__Task description__. In the records below, find the line that contains "assert_eq!(response.status(), StatusCode::OK);" and the line that contains "mod m20210616_000004_unique_review_author;", then retype exactly those two lines and every line between them.

[[ Provided records open ]]

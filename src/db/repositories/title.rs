use std::collections::HashMap;

use anyhow::{Context, Result};
use sea_orm::{
    ActiveModelTrait, ColumnTrait, DatabaseConnection, DatabaseTransaction, EntityTrait,
    QueryFilter, QueryOrder, QuerySelect, QueryTrait, Set, TransactionTrait,
};
use tracing::info;

use crate::entities::{
    categories, comments, genre_titles, genres, prelude::*, reviews, titles,
};
use crate::models::taxonomy::{Category, Genre};
use crate::models::title::{NewTitle, Title, TitleChanges};

/// Filters accepted by title listings. Unknown slugs match nothing.
#[derive(Debug, Clone, Default)]
pub struct TitleFilter {
    pub category: Option<String>,
    pub genre: Option<String>,
    pub name: Option<String>,
    pub year: Option<i16>,
    pub limit: Option<u64>,
    pub offset: Option<u64>,
}

/// Repository for titles and their genre links
pub struct TitleRepository {
    conn: DatabaseConnection,
}

impl TitleRepository {
    #[must_use]
    pub const fn new(conn: DatabaseConnection) -> Self {
        Self { conn }
    }

    // ========================================================================
    // Queries
    // ========================================================================

    pub async fn get(&self, id: i32) -> Result<Option<Title>> {
        let Some(model) = Titles::find_by_id(id)
            .one(&self.conn)
            .await
            .context("Failed to query title by ID")?
        else {
            return Ok(None);
        };

        let mut hydrated = self.hydrate(vec![model]).await?;
        Ok(hydrated.pop())
    }

    pub async fn exists(&self, id: i32) -> Result<bool> {
        let found = Titles::find_by_id(id)
            .select_only()
            .column(titles::Column::Id)
            .into_tuple::<i32>()
            .one(&self.conn)
            .await?;
        Ok(found.is_some())
    }

    /// Newest first, like every catalog listing.
    pub async fn list(&self, filter: &TitleFilter) -> Result<Vec<Title>> {
        let mut query = Titles::find().order_by_desc(titles::Column::Id);

        if let Some(slug) = &filter.category {
            let Some(category) = Categories::find()
                .filter(categories::Column::Slug.eq(slug.as_str()))
                .one(&self.conn)
                .await?
            else {
                return Ok(Vec::new());
            };
            query = query.filter(titles::Column::CategoryId.eq(category.id));
        }

        if let Some(slug) = &filter.genre {
            let Some(genre) = Genres::find()
                .filter(genres::Column::Slug.eq(slug.as_str()))
                .one(&self.conn)
                .await?
            else {
                return Ok(Vec::new());
            };
            query = query.filter(
                titles::Column::Id.in_subquery(
                    GenreTitles::find()
                        .select_only()
                        .column(genre_titles::Column::TitleId)
                        .filter(genre_titles::Column::GenreId.eq(genre.id))
                        .into_query(),
                ),
            );
        }

        if let Some(name) = &filter.name {
            query = query.filter(titles::Column::Name.contains(name.as_str()));
        }

        if let Some(year) = filter.year {
            query = query.filter(titles::Column::Year.eq(year));
        }

        let models = query
            .offset(filter.offset)
            .limit(filter.limit)
            .all(&self.conn)
            .await
            .context("Failed to list titles")?;

        self.hydrate(models).await
    }

    /// Resolves categories and genres for a batch of title rows with one query each.
    async fn hydrate(&self, models: Vec<titles::Model>) -> Result<Vec<Title>> {
        if models.is_empty() {
            return Ok(Vec::new());
        }

        let title_ids: Vec<i32> = models.iter().map(|m| m.id).collect();
        let category_ids: Vec<i32> = models.iter().filter_map(|m| m.category_id).collect();

        let categories: HashMap<i32, Category> = if category_ids.is_empty() {
            HashMap::new()
        } else {
            Categories::find()
                .filter(categories::Column::Id.is_in(category_ids))
                .all(&self.conn)
                .await?
                .into_iter()
                .map(|c| (c.id, Category::from(c)))
                .collect()
        };

        let links = GenreTitles::find()
            .filter(genre_titles::Column::TitleId.is_in(title_ids))
            .find_also_related(Genres)
            .order_by_asc(genre_titles::Column::GenreId)
            .all(&self.conn)
            .await?;

        let mut genres_by_title: HashMap<i32, Vec<Genre>> = HashMap::new();
        for (link, genre) in links {
            if let Some(genre) = genre {
                genres_by_title
                    .entry(link.title_id)
                    .or_default()
                    .push(Genre::from(genre));
            }
        }

        Ok(models
            .into_iter()
            .map(|m| Title {
                id: m.id,
                category: m.category_id.and_then(|id| categories.get(&id).cloned()),
                genres: genres_by_title.remove(&m.id).unwrap_or_default(),
                name: m.name,
                year: m.year,
                description: m.description,
            })
            .collect())
    }

    // ========================================================================
    // Writes
    // ========================================================================

    pub async fn create(&self, title: NewTitle) -> Result<i32> {
        let txn = self.conn.begin().await?;

        let result = Titles::insert(titles::ActiveModel {
            name: Set(title.name.clone()),
            year: Set(title.year),
            description: Set(title.description),
            category_id: Set(title.category_id),
            ..Default::default()
        })
        .exec(&txn)
        .await?;

        let title_id = result.last_insert_id;
        Self::replace_genres(&txn, title_id, &title.genre_ids).await?;

        txn.commit().await?;
        info!("Created title {}: {}", title_id, title.name);
        Ok(title_id)
    }

    /// Returns `false` when the title does not exist.
    pub async fn update(&self, id: i32, changes: TitleChanges) -> Result<bool> {
        let txn = self.conn.begin().await?;

        let Some(model) = Titles::find_by_id(id).one(&txn).await? else {
            return Ok(false);
        };

        let mut active: titles::ActiveModel = model.into();
        if let Some(name) = changes.name {
            active.name = Set(name);
        }
        if let Some(year) = changes.year {
            active.year = Set(year);
        }
        if let Some(description) = changes.description {
            active.description = Set(description);
        }
        if let Some(category_id) = changes.category_id {
            active.category_id = Set(category_id);
        }
        if active.is_changed() {
            active.update(&txn).await?;
        }

        if let Some(genre_ids) = changes.genre_ids {
            Self::replace_genres(&txn, id, &genre_ids).await?;
        }

        txn.commit().await?;
        info!("Updated title {}", id);
        Ok(true)
    }

    async fn replace_genres(txn: &DatabaseTransaction, title_id: i32, genre_ids: &[i32]) -> Result<()> {
        GenreTitles::delete_many()
            .filter(genre_titles::Column::TitleId.eq(title_id))
            .exec(txn)
            .await?;

        let mut unique = genre_ids.to_vec();
        unique.sort_unstable();
        unique.dedup();

        if !unique.is_empty() {
            let links: Vec<genre_titles::ActiveModel> = unique
                .into_iter()
                .map(|genre_id| genre_titles::ActiveModel {
                    genre_id: Set(genre_id),
                    title_id: Set(title_id),
                })
                .collect();

            GenreTitles::insert_many(links).exec(txn).await?;
        }

        Ok(())
    }

    /// Deletes the title with its genre links, reviews and their comments.
    pub async fn remove(&self, id: i32) -> Result<bool> {
        let txn = self.conn.begin().await?;

        let review_ids = Reviews::find()
            .select_only()
            .column(reviews::Column::Id)
            .filter(reviews::Column::TitleId.eq(id))
            .into_query();

        Comments::delete_many()
            .filter(comments::Column::ReviewId.in_subquery(review_ids))
            .exec(&txn)
            .await?;

        Reviews::delete_many()
            .filter(reviews::Column::TitleId.eq(id))
            .exec(&txn)
            .await?;

        GenreTitles::delete_many()
            .filter(genre_titles::Column::TitleId.eq(id))
            .exec(&txn)
            .await?;

        let result = Titles::delete_by_id(id).exec(&txn).await?;

        txn.commit().await?;

        let removed = result.rows_affected > 0;
        if removed {
            info!("Removed title with ID: {}", id);
        }
        Ok(removed)
    }
}
#[tokio::test]
async fn test_deleting_title_cascades() {
    let app = spawn_app().await;
    let id = app.create_title(json!({"name": "Ivan's Childhood"})).await;

    let (_, body) = app
        .post(&format!("/api/titles/{id}/reviews"), json!({"text": "Stark"}))
        .await;
    let review_id = body["data"]["id"].as_i64().unwrap();
    app.post(
        &format!("/api/titles/{id}/reviews/{review_id}/comments"),
        json!({"text": "Indeed"}),
    )
    .await;

    let (status, _) = app.delete(&format!("/api/titles/{id}")).await;
    assert_eq!(status, StatusCode::NO_CONTENT);

    let (status, _) = app.get(&format!("/api/titles/{id}")).await;
    assert_eq!(status, StatusCode::NOT_FOUND);

    let store = app.state.store();
    let review_id = i32::try_from(review_id).unwrap();
    assert!(store.get_review(review_id).await.unwrap().is_none());
    assert!(store.list_comments(review_id).await.unwrap().is_empty());
}

#[tokio::test]
async fn test_deleting_category_clears_reference() {
    let app = spawn_app().await;
    app.post("/api/categories", json!({"name": "Films", "slug": "films"}))
        .await;
    let id = app
        .create_title(json!({"name": "The Sacrifice", "category": 1}))
        .await;

    let (status, _) = app.delete("/api/categories/films").await;
    assert_eq!(status, StatusCode::NO_CONTENT);

    let (status, body) = app.get(&format!("/api/titles/{id}")).await;
    assert_eq!(status, StatusCode::OK);
    assert!(body["data"]["category"].is_null());
}

#[tokio::test]
async fn test_title_list_filters() {
    let app = spawn_app().await;
    app.post("/api/categories", json!({"name": "Films", "slug": "films"}))
        .await;
    app.post("/api/genres", json!({"name": "Drama", "slug": "drama"}))
        .await;

    app.create_title(json!({"name": "Zerkalo", "year": 1975, "genre": [1], "category": 1}))
        .await;
    app.create_title(json!({"name": "Solaris", "year": 1972}))
        .await;

    let (_, body) = app.get("/api/titles?genre=drama").await;
    assert_eq!(body["data"].as_array().unwrap().len(), 1);
    assert_eq!(body["data"][0]["name"], "Zerkalo");

    let (_, body) = app.get("/api/titles?category=films").await;
    assert_eq!(body["data"].as_array().unwrap().len(), 1);

    let (_, body) = app.get("/api/titles?year=1972").await;
    assert_eq!(body["data"][0]["name"], "Solaris");

    let (_, body) = app.get("/api/titles?genre=unknown").await;
    assert!(body["data"].as_array().unwrap().is_empty());

    let (_, body) = app.get("/api/titles?limit=1").await;
    assert_eq!(body["data"].as_array().unwrap().len(), 1);
    assert_eq!(body["data"][0]["name"], "Solaris");

    let (status, _) = app.get("/api/titles?limit=0").await;
    assert_eq!(status, StatusCode::BAD_REQUEST);
}

#[tokio::test]
async fn test_blank_text_is_rejected() {
    let app = spawn_app().await;

    let (status, body) = app
        .post("/api/categories", json!({"name": "   ", "slug": "films"}))
        .await;
    assert_eq!(status, StatusCode::BAD_REQUEST);
    assert_eq!(field_names(&body), vec!["name"]);
    assert_eq!(body["fields"][0]["message"], "This field may not be blank");

    let (status, body) = app.post("/api/titles", json!({"name": " \t "})).await;
    assert_eq!(status, StatusCode::BAD_REQUEST);
    assert_eq!(field_names(&body), vec!["name"]);

    let id = app.create_title(json!({"name": "Stalker"})).await;

    let (status, body) = app
        .patch(&format!("/api/titles/{id}"), json!({"name": "  "}))
        .await;
    assert_eq!(status, StatusCode::BAD_REQUEST);
    assert_eq!(field_names(&body), vec!["name"]);

    let reviews = format!("/api/titles/{id}/reviews");
    let (status, body) = app.post(&reviews, json!({"text": "   ", "score": 5})).await;
    assert_eq!(status, StatusCode::BAD_REQUEST);
    assert_eq!(field_names(&body), vec!["text"]);

    let (_, body) = app.post(&reviews, json!({"text": "Zone", "score": 5})).await;
    let review_id = body["data"]["id"].as_i64().unwrap();

    let (status, body) = app
        .patch(&format!("{reviews}/{review_id}"), json!({"text": "\n"}))
        .await;
    assert_eq!(status, StatusCode::BAD_REQUEST);
    assert_eq!(field_names(&body), vec!["text"]);

    let (status, body) = app
        .post(&format!("{reviews}/{review_id}/comments"), json!({"text": "  "}))
        .await;
    assert_eq!(status, StatusCode::BAD_REQUEST);
    assert_eq!(field_names(&body), vec!["text"]);
}

#[tokio::test]
async fn test_malformed_bodies_use_the_envelope() {
    let app = spawn_app().await;
    let id = app.create_title(json!({"name": "Solaris"})).await;

    let (status, body) = app
        .post(
            &format!("/api/titles/{id}/reviews"),
            json!({"text": "x", "score": 3_000_000_000_i64}),
        )
        .await;
    assert_eq!(status, StatusCode::BAD_REQUEST);
    assert_eq!(body["success"], false);
    assert!(body["error"].as_str().unwrap().contains("score"));

    let (status, body) = app
        .post("/api/titles", json!({"name": "Solaris", "year": 3_000_000_000_i64}))
        .await;
    assert_eq!(status, StatusCode::BAD_REQUEST);
    assert_eq!(body["success"], false);

    let request = Request::builder()
        .method(Method::POST)
        .uri("/api/genres")
        .header("X-Api-Key", DEFAULT_API_KEY)
        .header("Content-Type", "application/json")
        .body(Body::from("{\"name\": "))
        .unwrap();
    let response = app.router.clone().oneshot(request).await.unwrap();
    assert_eq!(response.status(), StatusCode::BAD_REQUEST);
    let bytes = response.into_body().collect().await.unwrap().to_bytes();
    let body: Value = serde_json::from_slice(&bytes).unwrap();
    assert_eq!(body["success"], false);

    let (_, reviews) = app.get(&format!("/api/titles/{id}/reviews")).await;
    assert!(reviews["data"].as_array().unwrap().is_empty());
}

#[tokio::test]
async fn test_authenticated_user_reaches_request_span() {
    let app = spawn_app().await;
    let admin = app
        .state
        .store()
        .get_user_by_username("admin")
        .await
        .unwrap()
        .unwrap();

    let request = Request::builder()
        .uri("/api/titles")
        .header("X-Api-Key", DEFAULT_API_KEY)
        .body(Body::empty())
        .unwrap();
    let response = app.router.clone().oneshot(request).await.unwrap();
    assert_eq!(response.status(), StatusCode::OK);
    assert_eq!(
        response.extensions().get::<AuthenticatedUser>(),
        Some(&AuthenticatedUser(admin.id))
    );

    let request = Request::builder()
        .uri("/api/health")
        .body(Body::empty())
        .unwrap();
    let response = app.router.clone().oneshot(request).await.unwrap();
    assert!(response.extensions().get::<AuthenticatedUser>().is_none());
}
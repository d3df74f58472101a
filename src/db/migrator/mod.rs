use sea_orm_migration::prelude::*;

mod m20210601_000001_initial;
mod m20210614_000002_add_title_year;
mod m20210615_000003_add_title_description;
mod m20210616_000004_unique_review_author;

pub use m20210601_000001_initial::DEFAULT_API_KEY;

pub struct Migrator;

#[async_trait::async_trait]
impl MigratorTrait for Migrator {
    fn migrations() -> Vec<Box<dyn MigrationTrait>> {
        vec![
            Box::new(m20210601_000001_initial::Migration),
            Box::new(m20210614_000002_add_title_year::Migration),
            Box::new(m20210615_000003_add_title_description::Migration),
            Box::new(m20210616_000004_unique_review_author::Migration),
        ]
    }
}
//! CLI module - Command-line interface for yamdb
//!
//! This module provides a structured CLI using clap for argument parsing.

mod commands;

use clap::{Parser, Subcommand};

/// yamdb - a catalog of titles with reviews, comments and ratings
#[derive(Parser)]
#[command(name = "yamdb")]
#[command(author, version, about, long_about = None)]
pub struct Cli {
    #[command(subcommand)]
    pub command: Option<Commands>,
}

#[derive(Subcommand)]
pub enum Commands {
    /// Start the HTTP API (the default)
    Serve,

    /// Create default config file
    #[command(alias = "--init")]
    Init,

    /// Inspect or move the database schema
    Migrate {
        #[command(subcommand)]
        command: MigrateCommands,
    },

    /// Manage API users
    User {
        #[command(subcommand)]
        command: UserCommands,
    },

    /// Browse titles
    Title {
        #[command(subcommand)]
        command: TitleCommands,
    },

    /// Browse reviews
    Review {
        #[command(subcommand)]
        command: ReviewCommands,
    },
}

#[derive(Subcommand)]
pub enum MigrateCommands {
    /// Apply all pending migrations
    Up,
    /// Revert the most recent migrations
    Down {
        /// Number of migrations to revert
        #[arg(default_value = "1")]
        steps: u32,
    },
    /// Show applied and pending migrations
    Status,
}

#[derive(Subcommand)]
pub enum UserCommands {
    /// Create a user and print its API key
    Add {
        /// Unique username
        username: String,
    },
    /// List users
    #[command(alias = "ls")]
    List,
}

#[derive(Subcommand)]
pub enum TitleCommands {
    /// List titles with their ratings
    #[command(alias = "ls")]
    List {
        /// Only titles in this category (slug)
        #[arg(long)]
        category: Option<String>,
        /// Only titles with this genre (slug)
        #[arg(long)]
        genre: Option<String>,
    },
    /// Show a title summary
    Show {
        /// Title ID
        id: i32,
    },
}

#[derive(Subcommand)]
pub enum ReviewCommands {
    /// Show a review with its comments
    Show {
        /// Review ID
        id: i32,
    },
}

pub use commands::*;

[[ Provided records closed ]]

__Output for this exercise__.
    assert_eq!(response.status(), StatusCode::OK);
    assert_eq!(
        response.extensions().get::<AuthenticatedUser>(),
        Some(&AuthenticatedUser(admin.id))
    );

    let request = Request::builder()
        .uri("/api/health")
        .body(Body::empty())
        .unwrap();
    let response = app.router.clone().oneshot(request).await.unwrap();
    assert!(response.extensions().get::<AuthenticatedUser>().is_none());
}
repository d3df74f58472101a
filename src/db/migrator/mod.rs
use sea_orm_migration::prelude::*;

mod m20210601_000001_initial;
mod m20210614_000002_add_title_year;
mod m20210615_000003_add_title_description;
mod m20210616_000004_unique_review_author;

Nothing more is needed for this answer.